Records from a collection
□ □ □ □ □
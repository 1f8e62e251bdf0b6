//! One-shot checks against the object store.

use crate::{
    domain::FileStorage,
    errors::{AppError, StorageError},
    models::mime_type_for,
};
use anyhow::Context;
use aws_sdk_s3::Client as S3Client;
use std::path::Path;
use tracing;

/// Names of every bucket the credentials can see.
pub async fn list_buckets(client: &S3Client) -> Result<Vec<String>, StorageError> {
    tracing::info!("Attempting to list buckets...");
    let resp = client
        .list_buckets()
        .send()
        .await
        .context("S3: Failed to list buckets")?;

    Ok(resp
        .buckets()
        .iter()
        .filter_map(|bucket| bucket.name())
        .map(str::to_string)
        .collect())
}

/// Uploads a single local file under `key` and returns its public URL.
/// Overwrites whatever is stored under `key`.
pub async fn probe_upload(storage: &dyn FileStorage, file: &Path, key: &str) -> Result<String, AppError> {
    if !file.is_file() {
        return Err(AppError::IoError(std::io::Error::new(
            std::io::ErrorKind::NotFound,
            format!("test image {} not found", file.display()),
        )));
    }

    tracing::info!("Attempting to upload {}...", file.display());
    let data = tokio::fs::read(file).await?;
    let content_type = mime_type_for(&file.to_string_lossy());
    storage.upload(key, data, Some(content_type)).await?;

    let url = storage.public_url(key);
    tracing::info!(%key, %url, "Upload successful");
    Ok(url)
}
□ □ □ □ □
▶ _ABOUT THIS TASK_: Among the lines above, find each one containing the string "await" and copy it.

▶ _THE ANSWER_:
        .await
    let data = tokio::fs::read(file).await?;
    storage.upload(key, data, Some(content_type)).await?;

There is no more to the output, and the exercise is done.